Apparently, in an unwritten rule precious only to careerist Beltway journos, the Press Secretary calls on an Associated Press reporter first then follows with questions to other large media companies. For the first time, Spicer chose less storied agencies for the first handful of questions. Did he blacklist journalists from CNN, the New York Times, etc? No, he got to them a few minutes later. In fact, Spicer stayed as long as the reporters wanted, answering questions for well over an hour.

What so appalled the press was that Spicer upset the media’s caste system. After calling on the New York Post, he went to CBN (Christian cable network), Univision (Spanish-language channel), Fox Business Network, and American Urban Radio Networks (African-American focused service). He also announced the creation of “Skype seats” that will allow reporters who live 50 miles or more from Washington DC to ask questions.
Maybe it was out of ignorance of the tradition. Maybe it was an accident. Is he just trolling them? Or maybe it was part of a deep continuing reshaping of the battlefield of communication.

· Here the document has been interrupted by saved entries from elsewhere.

//! [`Bus`] over a real zbus connection.

use async_trait::async_trait;
use futures::StreamExt;
use futures::stream::{self, BoxStream};
use log::{debug, warn};
use std::collections::{BTreeMap, HashMap};
use std::sync::Arc;
use tokio::sync::mpsc;
use tokio::task::JoinHandle;
use tokio_util::sync::CancellationToken;
use zbus::Connection;
use zbus::proxy::CacheProperties;
use zvariant::OwnedValue;

use crate::Result;
use crate::api::config::{BusConfig, BusKind};
use crate::api::models::{BluezError, ObjectManagerEvent, ObjectPath};
use crate::core::bus::{
    Bus, ManagedObjects, PropertiesChangedSignal, SharedBus, SignalSubscription, Target,
};
use crate::core::schema::MethodSchema;
use crate::core::value::{PropertyMap, WireValue};
use crate::dbus::convert::{method_body, property_map_from_dbus, reply_from_body, value_to_wire, wire_to_value};
use crate::dbus::export::{Agent, AdvertisementObject, AgentObject};
use crate::dbus::proxies::{BluezObjectManagerProxy, BluezPropertiesProxy, InterfaceMap};
use crate::profile::advertising::LEAdvertisement1Properties;
use crate::types::constants::{OBJECT_MANAGER_PATH, error_name};

/// Builds a generic proxy for one interface of one object.
pub(crate) async fn bluez_proxy<'a>(
    conn: &Connection,
    service: &str,
    path: &ObjectPath,
    interface: &'a str,
) -> Result<zbus::Proxy<'a>> {
    Ok(zbus::proxy::Builder::new(conn)
        .destination(service.to_owned())?
        .path(path.as_str().to_owned())?
        .interface(interface)?
        .cache_properties(CacheProperties::No)
        .build()
        .await?)
}

/// A BlueZ client bus backed by a zbus connection.
///
/// Cloning is cheap; clones share the connection. Bindings take the bus as
/// a [`SharedBus`], see [`shared`](Self::shared).
///
/// # Example
///
/// ```no_run
/// use bluezrs::{Adapter1, BusConfig, BusKind, ObjectPath, ZbusBus};
///
/// # async fn example() -> bluezrs::Result<()> {
/// let bus = ZbusBus::with_config(BusConfig::new().with_bus(BusKind::System)).await?;
/// let adapter = Adapter1::new(bus.shared(), "org.bluez", ObjectPath::adapter("hci0")).await?;
/// println!("{}", adapter.get_address().await?);
/// # Ok(())
/// # }
/// ```
#[derive(Debug, Clone)]
pub struct ZbusBus {
    conn: Connection,
    config: BusConfig,
}

impl ZbusBus {
    /// Connects to the system bus with default settings.
    pub async fn new() -> Result<Self> {
        Self::with_config(BusConfig::default()).await
    }

    pub async fn with_config(config: BusConfig) -> Result<Self> {
        let conn = match config.bus {
            BusKind::System => Connection::system().await,
            BusKind::Session => Connection::session().await,
        }
        .map_err(|e| BluezError::Connection(format!("{:?} bus: {e}", config.bus)))?;
        debug!("Connected to the {:?} bus", config.bus);
        Ok(Self { conn, config })
    }

    /// Wraps an existing connection.
    pub fn from_connection(conn: Connection, config: BusConfig) -> Self {
        Self { conn, config }
    }

    pub fn connection(&self) -> &Connection {
        &self.conn
    }

    pub fn config(&self) -> &BusConfig {
        &self.config
    }

    /// Default destination service.
    pub fn service(&self) -> &str {
        &self.config.service
    }

    pub fn shared(self) -> SharedBus {
        Arc::new(self)
    }

    async fn properties_proxy(&self, target: &Target) -> Result<BluezPropertiesProxy<'static>> {
        Ok(BluezPropertiesProxy::builder(&self.conn)
            .destination(target.service.clone())?
            .path(target.path.as_str().to_owned())?
            .cache_properties(CacheProperties::No)
            .build()
            .await?)
    }

    async fn object_manager_proxy(&self, service: &str) -> Result<BluezObjectManagerProxy<'static>> {
        Ok(BluezObjectManagerProxy::builder(&self.conn)
            .destination(service.to_owned())?
            .path(OBJECT_MANAGER_PATH)?
            .cache_properties(CacheProperties::No)
            .build()
            .await?)
    }

    /// Serves `agent` as `org.bluez.Agent1` at `path`.
    ///
    /// Register it afterwards with
    /// [`AgentManager1::register_agent`](crate::AgentManager1).
    ///
    /// # Errors
    ///
    /// Fails with `org.freedesktop.DBus.Error.ObjectPathInUse` if an agent
    /// is already served at `path`; unexport it first.
    pub async fn export_agent(&self, path: &ObjectPath, agent: Arc<dyn Agent>) -> Result<()> {
        let added = self
            .conn
            .object_server()
            .at(path.as_str(), AgentObject::new(agent))
            .await?;
        exported(added, path, "an agent")
    }

    pub async fn unexport_agent(&self, path: &ObjectPath) -> Result<()> {
        self.conn
            .object_server()
            .remove::<AgentObject, _>(path.as_str())
            .await?;
        Ok(())
    }

    /// Serves `props` as `org.bluez.LEAdvertisement1` at `path`.
    ///
    /// Register it afterwards with
    /// [`LEAdvertisingManager1::register_advertisement`](crate::LEAdvertisingManager1).
    /// Fails like [`export_agent`](Self::export_agent) when `path` is taken.
    pub async fn export_advertisement(
        &self,
        path: &ObjectPath,
        props: LEAdvertisement1Properties,
    ) -> Result<()> {
        let added = self
            .conn
            .object_server()
            .at(path.as_str(), AdvertisementObject::new(props))
            .await?;
        exported(added, path, "an advertisement")
    }

    pub async fn unexport_advertisement(&self, path: &ObjectPath) -> Result<()> {
        self.conn
            .object_server()
            .remove::<AdvertisementObject, _>(path.as_str())
            .await?;
        Ok(())
    }
}

/// The object server keeps the existing object when the path is taken.
fn exported(added: bool, path: &ObjectPath, what: &str) -> Result<()> {
    if added {
        debug!("Exported {what} at {path}");
        Ok(())
    } else {
        Err(BluezError::Method {
            name: error_name::OBJECT_PATH_IN_USE.to_string(),
            message: format!("{what} is already exported at {path}"),
        })
    }
}

/// `InvalidArgs` from `Get`/`Set`/`GetAll` means the property or interface does
/// not exist on the object.
fn invalid_args_as_not_found(err: BluezError) -> BluezError {
    match err {
        BluezError::Method { name, message } if name == error_name::INVALID_ARGS => {
            BluezError::NotFound(message)
        }
        other => other,
    }
}

/// Converts a signal payload, dropping entries that do not convert.
fn lenient_property_map(path: &str, map: &HashMap<String, OwnedValue>) -> PropertyMap {
    map.iter()
        .filter_map(|(name, value)| match value_to_wire(name, value) {
            Ok(v) => Some((name.clone(), v)),
            Err(e) => {
                warn!("Skipping {name} on {path}: {e}");
                None
            }
        })
        .collect()
}

fn interfaces_from_dbus(path: &str, map: &InterfaceMap) -> BTreeMap<String, PropertyMap> {
    map.iter()
        .map(|(iface, props)| (iface.clone(), lenient_property_map(path, props)))
        .collect()
}

/// Forwards converted signals into a subscription channel until either
/// side goes away.
fn spawn_forwarder<T: Send + 'static>(
    mut signals: BoxStream<'static, Option<T>>,
    tx: mpsc::Sender<T>,
    token: CancellationToken,
    label: String,
) -> JoinHandle<()> {
    tokio::spawn(async move {
        loop {
            tokio::select! {
                biased;
                _ = token.cancelled() => break,
                next = signals.next() => {
                    let Some(next) = next else {
                        warn!("Signal stream for {label} ended");
                        break;
                    };
                    let Some(event) = next else { continue };
                    tokio::select! {
                        biased;
                        _ = token.cancelled() => break,
                        sent = tx.send(event) => if sent.is_err() { break },
                    }
                }
            }
        }
        debug!("Stopped forwarding signals for {label}");
    })
}

#[async_trait]
impl Bus for ZbusBus {
    async fn get_property(&self, target: &Target, name: &str) -> Result<WireValue> {
        let proxy = self.properties_proxy(target).await?;
        let value = proxy
            .get(target.interface, name)
            .await
            .map_err(|e| invalid_args_as_not_found(e.into()))?;
        value_to_wire(name, &value)
    }

    async fn set_property(&self, target: &Target, name: &str, value: WireValue) -> Result<()> {
        let proxy = self.properties_proxy(target).await?;
        let value = wire_to_value(&value)?;
        proxy
            .set(target.interface, name, &value)
            .await
            .map_err(|e| invalid_args_as_not_found(e.into()))
    }

    async fn get_properties(&self, target: &Target) -> Result<PropertyMap> {
        let proxy = self.properties_proxy(target).await?;
        let raw = proxy
            .get_all(target.interface)
            .await
            .map_err(|e| invalid_args_as_not_found(e.into()))?;
        property_map_from_dbus(&raw)
    }

    async fn call(
        &self,
        target: &Target,
        method: &MethodSchema,
        args: Vec<WireValue>,
    ) -> Result<Option<WireValue>> {
        let proxy = bluez_proxy(&self.conn, &target.service, &target.path, target.interface).await?;
        let reply = match method_body(&args)? {
            Some(body) => proxy.call_method(method.name, &body).await,
            None => proxy.call_method(method.name, &()).await,
        }
        .map_err(BluezError::from_method_call)?;
        match method.reply {
            Some(expected) => Ok(Some(reply_from_body(method.name, expected, &reply.body())?)),
            None => Ok(None),
        }
    }

    async fn subscribe_properties(
        &self,
        target: &Target,
    ) -> Result<SignalSubscription<PropertiesChangedSignal>> {
        let proxy = self.properties_proxy(target).await?;
        let changes = proxy.receive_properties_changed().await?;
        let path = target.path.clone();

        let signals = changes
            .map(move |signal| {
                let args = match signal.args() {
                    Ok(args) => args,
                    Err(e) => {
                        warn!("Malformed PropertiesChanged on {path}: {e}");
                        return None;
                    }
                };
                Some(PropertiesChangedSignal {
                    path: path.clone(),
                    interface: args.interface_name().clone(),
                    changed: lenient_property_map(path.as_str(), args.changed_properties()),
                    invalidated: args.invalidated_properties().clone(),
                })
            })
            .boxed();

        let (tx, token, subscription) = SignalSubscription::channel(self.config.signal_capacity);
        let label = format!("{} on {}", target.interface, target.path);
        debug!("Subscribed to PropertiesChanged for {label}");
        spawn_forwarder(signals, tx, token, label);
        Ok(subscription)
    }

    async fn subscribe_object_manager(
        &self,
        service: &str,
    ) -> Result<SignalSubscription<ObjectManagerEvent>> {
        let proxy = self.object_manager_proxy(service).await?;
        let added = proxy.receive_interfaces_added().await?;
        let removed = proxy.receive_interfaces_removed().await?;

        let added = added.map(|signal| {
            let args = signal
                .args()
                .map_err(|e| warn!("Malformed InterfacesAdded: {e}"))
                .ok()?;
            let path = ObjectPath::new(args.object_path().as_str())
                .map_err(|e| warn!("InterfacesAdded with {e}"))
                .ok()?;
            let interfaces = interfaces_from_dbus(path.as_str(), args.interfaces_and_properties());
            Some(ObjectManagerEvent::InterfacesAdded { path, interfaces })
        });
        let removed = removed.map(|signal| {
            let args = signal
                .args()
                .map_err(|e| warn!("Malformed InterfacesRemoved: {e}"))
                .ok()?;
            let path = ObjectPath::new(args.object_path().as_str())
                .map_err(|e| warn!("InterfacesRemoved with {e}"))
                .ok()?;
            Some(ObjectManagerEvent::InterfacesRemoved {
                path,
                interfaces: args.interfaces().clone(),
            })
        });

        let signals = stream::select(added.boxed(), removed.boxed()).boxed();
        let (tx, token, subscription) = SignalSubscription::channel(self.config.signal_capacity);
        debug!("Subscribed to object manager signals of {service}");
        spawn_forwarder(signals, tx, token, format!("{service} object manager"));
        Ok(subscription)
    }

    async fn managed_objects(&self, service: &str) -> Result<ManagedObjects> {
        let proxy = self.object_manager_proxy(service).await?;
        let objects = proxy.get_managed_objects().await?;

        let mut tree = ManagedObjects::new();
        for (path, interfaces) in &objects {
            let path = ObjectPath::new(path.as_str())?;
            let interfaces = interfaces_from_dbus(path.as_str(), interfaces);
            tree.insert(path, interfaces);
        }
        Ok(tree)
    }
}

With his twitter account, Trump reaches directly to the American people without the intermediation of the mainstream media.

It would appear that his press secretary might be hoisting the mainstream media on their own petard. AP, NYT, WaPo, MSNBC - all are overwhelmingly white (presenters and audience), rich, urban, college educated, left leaning knowledge workers, DNC supporters.

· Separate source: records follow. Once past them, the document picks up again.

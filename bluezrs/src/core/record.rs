//! Properties records and the interface declaration macro.

use std::collections::HashMap;
use std::fmt::Debug;

use zvariant::OwnedValue;

use crate::Result;
use crate::core::schema::InterfaceSchema;
use crate::core::value::{PropertyMap, WireValue};
use crate::dbus::convert::property_map_from_dbus;

/// A typed mirror of one interface's property set.
///
/// Implementations are generated by `bluez_interface!`; the field set and
/// field types match [`Self::SCHEMA`] exactly. Keys outside the schema are
/// rejected by every decode path with
/// [`BluezError::UnknownProperty`](crate::BluezError::UnknownProperty);
/// keys missing from a map leave their field at its default.
pub trait PropertiesRecord: Debug + Clone + Default + Send + Sync + 'static {
    const SCHEMA: &'static InterfaceSchema;

    /// Current field values as an untyped map. Unset optional properties
    /// are omitted.
    fn to_map(&self) -> PropertyMap;

    /// Updates a single field. `None` resets it to its default, which is
    /// how invalidated properties are applied.
    fn apply(&mut self, name: &str, value: Option<&WireValue>) -> Result<()>;

    /// Decodes a record from an untyped map.
    fn from_map(map: &PropertyMap) -> Result<Self> {
        let mut record = Self::default();
        for (name, value) in map {
            record.apply(name, Some(value))?;
        }
        Ok(record)
    }

    /// Decodes a record from a raw D-Bus properties dictionary.
    fn from_dbus_map(map: &HashMap<String, OwnedValue>) -> Result<Self> {
        Self::from_map(&property_map_from_dbus(map)?)
    }

    /// Replaces every field with the values decoded from `map`.
    ///
    /// Either all fields are replaced or, on error, none are.
    fn replace_from_map(&mut self, map: &PropertyMap) -> Result<()> {
        *self = Self::from_map(map)?;
        Ok(())
    }
}

macro_rules! reply_type {
    () => { () };
    ($ret:ty) => { $ret };
}

pub(crate) use reply_type;

/// Declares one BlueZ interface: its properties record, its schema, a
/// binding type alias and typed accessors on that binding.
///
/// ```ignore
/// bluez_interface! {
///     /// Docs for the record.
///     pub struct GattProfile1Properties for GattProfile1 (interface::GATT_PROFILE) {
///         /// 128-bit GATT service UUIDs to auto connect.
///         "UUIDs" => uuids: Vec<String> [READ_WRITE] get get_uuids, set set_uuids;
///     }
///     methods {
///         "Release" => fn release();
///     }
/// }
/// ```
macro_rules! bluez_interface {
    (
        $(#[$meta:meta])*
        pub struct $record:ident for $binding:ident ($iface:expr) {
            $(
                $(#[$fmeta:meta])*
                $pname:literal => $field:ident : $fty:ty [$access:ident]
                    get $getter:ident $(, set $setter:ident)? ;
            )*
        }
        methods {
            $(
                $(#[$mmeta:meta])*
                $mname:literal => fn $mfn:ident ( $( $arg:ident : $aty:ty ),* ) $( -> $ret:ty )? ;
            )*
        }
    ) => {
        $(#[$meta])*
        #[derive(Debug, Clone, Default, PartialEq, ::serde::Serialize, ::serde::Deserialize)]
        pub struct $record {
            $(
                $(#[$fmeta])*
                pub $field: $fty,
            )*
        }

        impl $crate::core::record::PropertiesRecord for $record {
            const SCHEMA: &'static $crate::core::schema::InterfaceSchema =
                &$crate::core::schema::InterfaceSchema {
                    name: $iface,
                    properties: &[
                        $(
                            $crate::core::schema::PropertySchema {
                                name: $pname,
                                wire_type: <$fty as $crate::core::value::RecordField>::WIRE_TYPE,
                                access: $crate::core::schema::PropertyAccess::$access,
                            },
                        )*
                    ],
                    methods: &[
                        $(
                            $crate::core::schema::MethodSchema {
                                name: $mname,
                                args: &[
                                    $(
                                        $crate::core::schema::ArgSchema {
                                            name: stringify!($arg),
                                            wire_type: <$aty as $crate::core::value::WireTyped>::WIRE_TYPE,
                                        },
                                    )*
                                ],
                                reply: <$crate::core::record::reply_type!($($ret)?)
                                    as $crate::core::value::MethodReply>::REPLY,
                            },
                        )*
                    ],
                };

            #[allow(unused_mut)]
            fn to_map(&self) -> $crate::core::value::PropertyMap {
                let mut map = $crate::core::value::PropertyMap::new();
                $(
                    if let Some(value) = $crate::core::value::RecordField::encode(&self.$field) {
                        map.insert($pname.to_string(), value);
                    }
                )*
                map
            }

            #[allow(unused_variables)]
            fn apply(
                &mut self,
                name: &str,
                value: Option<&$crate::core::value::WireValue>,
            ) -> $crate::Result<()> {
                match name {
                    $(
                        $pname => {
                            self.$field = match value {
                                Some(v) => $crate::core::value::RecordField::decode(v).ok_or_else(|| {
                                    $crate::BluezError::type_mismatch(
                                        $pname,
                                        <$fty as $crate::core::value::RecordField>::WIRE_TYPE,
                                        v,
                                    )
                                })?,
                                None => Default::default(),
                            };
                            Ok(())
                        }
                    )*
                    _ => Err($crate::BluezError::UnknownProperty {
                        interface: $iface.to_string(),
                        property: name.to_string(),
                    }),
                }
            }
        }

        #[doc = concat!("Binding for the `", stringify!($binding), "` interface.")]
        pub type $binding = $crate::Binding<$record>;

        impl $crate::Binding<$record> {
            $(
                $(#[$fmeta])*
                pub async fn $getter(
                    &self,
                ) -> $crate::Result<<$fty as $crate::core::value::RecordField>::Value> {
                    self.get_property($pname).await?.decode($pname)
                }

                $(
                    #[doc = concat!("Writes the `", $pname, "` property.")]
                    pub async fn $setter(
                        &self,
                        value: <$fty as $crate::core::value::RecordField>::Value,
                    ) -> $crate::Result<()> {
                        self.set_property(
                            $pname,
                            $crate::core::value::IntoWire::into_wire(value),
                        )
                        .await
                    }
                )?
            )*

            $(
                $(#[$mmeta])*
                pub async fn $mfn(
                    &self,
                    $( $arg: $aty ),*
                ) -> $crate::Result<$crate::core::record::reply_type!($($ret)?)> {
                    let reply = self
                        .call($mname, vec![$( $crate::core::value::IntoWire::into_wire($arg) ),*])
                        .await?;
                    <$crate::core::record::reply_type!($($ret)?) as $crate::core::value::MethodReply>::from_reply(
                        $mname, reply,
                    )
                }
            )*
        }
    };
}

pub(crate) use bluez_interface;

What is Saul Alinsky's Fourth Rule in his Rules for Radicals?
4. “Make the enemy live up to its own book of rules. You can kill them with this, for they can no more obey their own rules than the Christian church can live up to Christianity.”
AP/NYT/WaPo/MSNBC/CBS/ABC/NBC say they value diversity and Trump's press secretary gives them diversity - Conservative news outlets, Christian news outlets, Hispanic news outlets, African-American news outlets. How can they object? Spicer gave them what they say they want and stripped them of their privileges at the same time.

Accident, instinct, deliberate strategy? We'll only know in time but the evidence is accumulating that it might be option C, a Deliberate Strategy. And will it be effective? Again, we don't know yet but all the signs so far are that it is. The mainstream media hate Trump and show no signs of giving him equal treatment to his predecessor or even professional treatment. If that is a given, then his actions seem very effective at circumventing and defanging them.